▸ YOUR INSTRUCTIONS
Return exactly the lines below, starting with the one that has "Custom Axum extractors." and going on through the one that has "assert!(validate_latitude(45.123456).is_ok());".

GIVEN DATA Block Start

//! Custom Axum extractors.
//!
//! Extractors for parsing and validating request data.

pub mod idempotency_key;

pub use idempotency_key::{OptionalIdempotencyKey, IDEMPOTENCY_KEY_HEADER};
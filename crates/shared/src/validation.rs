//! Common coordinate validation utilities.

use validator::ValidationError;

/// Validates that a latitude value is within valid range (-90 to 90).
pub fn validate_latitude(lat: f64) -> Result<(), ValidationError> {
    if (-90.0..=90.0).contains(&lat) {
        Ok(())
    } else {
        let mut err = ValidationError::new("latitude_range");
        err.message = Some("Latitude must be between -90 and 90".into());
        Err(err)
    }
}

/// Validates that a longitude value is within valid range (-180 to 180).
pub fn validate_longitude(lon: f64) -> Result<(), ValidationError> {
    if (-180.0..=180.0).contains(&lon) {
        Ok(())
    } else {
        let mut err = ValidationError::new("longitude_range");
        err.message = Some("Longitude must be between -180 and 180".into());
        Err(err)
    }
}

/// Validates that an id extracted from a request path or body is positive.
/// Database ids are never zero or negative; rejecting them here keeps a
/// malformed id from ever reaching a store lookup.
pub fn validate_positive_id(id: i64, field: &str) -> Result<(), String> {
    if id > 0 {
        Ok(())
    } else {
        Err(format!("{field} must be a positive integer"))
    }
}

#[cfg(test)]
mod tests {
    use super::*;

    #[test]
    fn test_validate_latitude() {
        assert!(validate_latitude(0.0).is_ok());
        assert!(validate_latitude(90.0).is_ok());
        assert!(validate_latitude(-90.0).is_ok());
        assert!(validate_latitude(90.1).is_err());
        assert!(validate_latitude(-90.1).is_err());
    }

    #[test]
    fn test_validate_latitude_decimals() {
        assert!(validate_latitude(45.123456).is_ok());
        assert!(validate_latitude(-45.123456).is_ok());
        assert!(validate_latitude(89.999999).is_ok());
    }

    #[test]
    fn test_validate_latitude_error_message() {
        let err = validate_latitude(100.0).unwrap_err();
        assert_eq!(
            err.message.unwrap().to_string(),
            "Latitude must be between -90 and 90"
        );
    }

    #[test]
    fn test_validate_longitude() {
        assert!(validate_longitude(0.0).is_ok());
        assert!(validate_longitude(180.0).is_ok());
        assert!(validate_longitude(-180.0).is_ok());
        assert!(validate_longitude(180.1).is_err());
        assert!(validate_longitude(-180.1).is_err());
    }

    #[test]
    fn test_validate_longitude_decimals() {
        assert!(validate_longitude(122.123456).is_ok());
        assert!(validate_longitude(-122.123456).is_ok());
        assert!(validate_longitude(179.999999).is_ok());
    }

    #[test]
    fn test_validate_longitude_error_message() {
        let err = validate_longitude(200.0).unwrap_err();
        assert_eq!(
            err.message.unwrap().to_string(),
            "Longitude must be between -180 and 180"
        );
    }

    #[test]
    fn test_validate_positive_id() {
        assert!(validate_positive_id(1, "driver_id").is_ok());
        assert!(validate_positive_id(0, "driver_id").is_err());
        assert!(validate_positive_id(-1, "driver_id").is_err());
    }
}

GIVEN DATA Block End
GIVEN DATA Block Start

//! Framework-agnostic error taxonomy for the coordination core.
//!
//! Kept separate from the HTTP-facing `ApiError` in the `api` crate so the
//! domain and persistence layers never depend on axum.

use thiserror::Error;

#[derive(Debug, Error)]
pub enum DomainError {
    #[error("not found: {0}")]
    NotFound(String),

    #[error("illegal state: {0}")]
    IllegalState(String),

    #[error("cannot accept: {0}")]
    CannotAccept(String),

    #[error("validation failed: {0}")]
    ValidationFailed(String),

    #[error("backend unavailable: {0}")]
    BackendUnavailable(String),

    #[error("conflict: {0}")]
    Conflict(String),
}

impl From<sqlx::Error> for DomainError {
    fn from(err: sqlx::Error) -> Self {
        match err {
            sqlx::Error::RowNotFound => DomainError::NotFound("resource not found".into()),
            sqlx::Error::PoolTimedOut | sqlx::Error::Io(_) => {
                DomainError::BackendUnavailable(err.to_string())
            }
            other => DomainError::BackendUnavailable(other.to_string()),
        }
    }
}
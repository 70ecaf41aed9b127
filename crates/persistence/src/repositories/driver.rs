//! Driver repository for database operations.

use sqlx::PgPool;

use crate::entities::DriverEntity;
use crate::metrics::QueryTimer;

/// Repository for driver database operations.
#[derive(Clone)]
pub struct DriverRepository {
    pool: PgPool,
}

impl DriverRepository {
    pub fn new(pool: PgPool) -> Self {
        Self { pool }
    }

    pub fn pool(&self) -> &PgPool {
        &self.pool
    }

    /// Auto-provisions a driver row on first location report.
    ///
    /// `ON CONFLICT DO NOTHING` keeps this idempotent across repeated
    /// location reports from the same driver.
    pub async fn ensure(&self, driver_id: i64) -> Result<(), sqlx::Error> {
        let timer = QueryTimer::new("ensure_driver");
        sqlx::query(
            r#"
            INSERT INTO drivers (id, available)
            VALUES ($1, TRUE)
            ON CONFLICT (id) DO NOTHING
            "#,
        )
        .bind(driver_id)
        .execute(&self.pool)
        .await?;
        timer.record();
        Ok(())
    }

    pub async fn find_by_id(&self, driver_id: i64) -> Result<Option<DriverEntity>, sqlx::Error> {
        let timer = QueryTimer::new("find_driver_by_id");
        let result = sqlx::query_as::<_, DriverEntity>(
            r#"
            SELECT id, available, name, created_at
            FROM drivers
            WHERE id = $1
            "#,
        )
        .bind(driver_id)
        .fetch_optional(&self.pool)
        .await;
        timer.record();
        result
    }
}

GIVEN DATA Block End

▸ SOLUTION
//! Custom Axum extractors.
//!
//! Extractors for parsing and validating request data.

pub mod idempotency_key;

pub use idempotency_key::{OptionalIdempotencyKey, IDEMPOTENCY_KEY_HEADER};
filename crates/shared/src/validation.rs
//! Common coordinate validation utilities.

use validator::ValidationError;

/// Validates that a latitude value is within valid range (-90 to 90).
pub fn validate_latitude(lat: f64) -> Result<(), ValidationError> {
    if (-90.0..=90.0).contains(&lat) {
        Ok(())
    } else {
        let mut err = ValidationError::new("latitude_range");
        err.message = Some("Latitude must be between -90 and 90".into());
        Err(err)
    }
}

/// Validates that a longitude value is within valid range (-180 to 180).
pub fn validate_longitude(lon: f64) -> Result<(), ValidationError> {
    if (-180.0..=180.0).contains(&lon) {
        Ok(())
    } else {
        let mut err = ValidationError::new("longitude_range");
        err.message = Some("Longitude must be between -180 and 180".into());
        Err(err)
    }
}

/// Validates that an id extracted from a request path or body is positive.
/// Database ids are never zero or negative; rejecting them here keeps a
/// malformed id from ever reaching a store lookup.
pub fn validate_positive_id(id: i64, field: &str) -> Result<(), String> {
    if id > 0 {
        Ok(())
    } else {
        Err(format!("{field} must be a positive integer"))
    }
}

#[cfg(test)]
mod tests {
    use super::*;

    #[test]
    fn test_validate_latitude() {
        assert!(validate_latitude(0.0).is_ok());
        assert!(validate_latitude(90.0).is_ok());
        assert!(validate_latitude(-90.0).is_ok());
        assert!(validate_latitude(90.1).is_err());
        assert!(validate_latitude(-90.1).is_err());
    }

    #[test]
    fn test_validate_latitude_decimals() {
        assert!(validate_latitude(45.123456).is_ok());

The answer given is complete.